WHAT TO PRODUCE> Among the entries that follow, the required portion opens with the line containing "pub fn overflow(&self)" and closes with the line containing "let s = Session::new(key(), 15);". Give that portion again exactly, and nothing else.

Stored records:
========

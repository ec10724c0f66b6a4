//! Session (booking-table record) model.
//!
//! A session is the actual unit of capacity: one workshop, running in one
//! slot, restricted to one cohort key. The [`Schedule`] stores sessions in
//! an arena indexed by [`SessionKey`] so capacity and cohort rules are
//! enforceable on a single record instead of nested maps.
//!
//! [`Schedule`]: super::Schedule

use serde::Serialize;

use super::CohortKey;

/// Identity of a session: workshop × slot × cohort key.
#[derive(Debug, Clone, PartialEq, Eq, Hash, Serialize)]
pub struct SessionKey {
    /// Workshop name.
    pub workshop: String,
    /// Slot index.
    pub slot: usize,
    /// Cohort key the roster is restricted to.
    pub cohort: CohortKey,
}

impl SessionKey {
    /// Creates a session key.
    pub fn new(workshop: impl Into<String>, slot: usize, cohort: CohortKey) -> Self {
        Self {
            workshop: workshop.into(),
            slot,
            cohort,
        }
    }
}

/// One session record: its identity plus the enrolled campers.
#[derive(Debug, Clone, PartialEq, Serialize)]
pub struct Session {
    /// Session identity.
    pub key: SessionKey,
    /// Enrolled camper ids, in booking order.
    pub roster: Vec<String>,
    /// Capacity ceiling this session was created under.
    pub capacity: usize,
}

impl Session {
    /// Creates an empty session.
    pub fn new(key: SessionKey, capacity: usize) -> Self {
        Self {
            key,
            roster: Vec::new(),
            capacity,
        }
    }

    /// Number of enrolled campers.
    pub fn enrolled(&self) -> usize {
        self.roster.len()
    }

    /// Whether the session has no enrolled campers.
    pub fn is_empty(&self) -> bool {
        self.roster.is_empty()
    }

    /// Spare seats, saturating at zero when overfilled.
    pub fn remaining_capacity(&self) -> usize {
        self.capacity.saturating_sub(self.roster.len())
    }

    /// Seats enrolled beyond capacity (zero for a legal session).
    pub fn overflow(&self) -> usize {
        self.roster.len().saturating_sub(self.capacity)
    }
}

#[cfg(test)]
mod tests {
    use super::*;
    use crate::models::{AgeGroup, CohortPolicy};

    fn key() -> SessionKey {
        SessionKey::new(
            "Archery",
            0,
            CohortPolicy::AdjacentBands.cohort_key(AgeGroup::Nanobyte),
        )
    }

    #[test]
    fn test_empty_session() {
        let s = Session::new(key(), 15);
        assert!(s.is_empty());
        assert_eq!(s.enrolled(), 0);
        assert_eq!(s.remaining_capacity(), 15);
        assert_eq!(s.overflow(), 0);
    }

    #[test]
    fn test_capacity_accounting() {
        let mut s = Session::new(key(), 2);
        s.roster.push("c1".into());
        assert_eq!(s.remaining_capacity(), 1);
        s.roster.push("c2".into());
        assert_eq!(s.remaining_capacity(), 0);
        assert_eq!(s.overflow(), 0);

        // Forced overfill is representable and reported, never silent.
        s.roster.push("c3".into());
        assert_eq!(s.remaining_capacity(), 0);
        assert_eq!(s.overflow(), 1);
    }
}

========

RESULT OF THIS EXERCISE>
    pub fn overflow(&self) -> usize {
        self.roster.len().saturating_sub(self.capacity)
    }
}

#[cfg(test)]
mod tests {
    use super::*;
    use crate::models::{AgeGroup, CohortPolicy};

    fn key() -> SessionKey {
        SessionKey::new(
            "Archery",
            0,
            CohortPolicy::AdjacentBands.cohort_key(AgeGroup::Nanobyte),
        )
    }

    #[test]
    fn test_empty_session() {
        let s = Session::new(key(), 15);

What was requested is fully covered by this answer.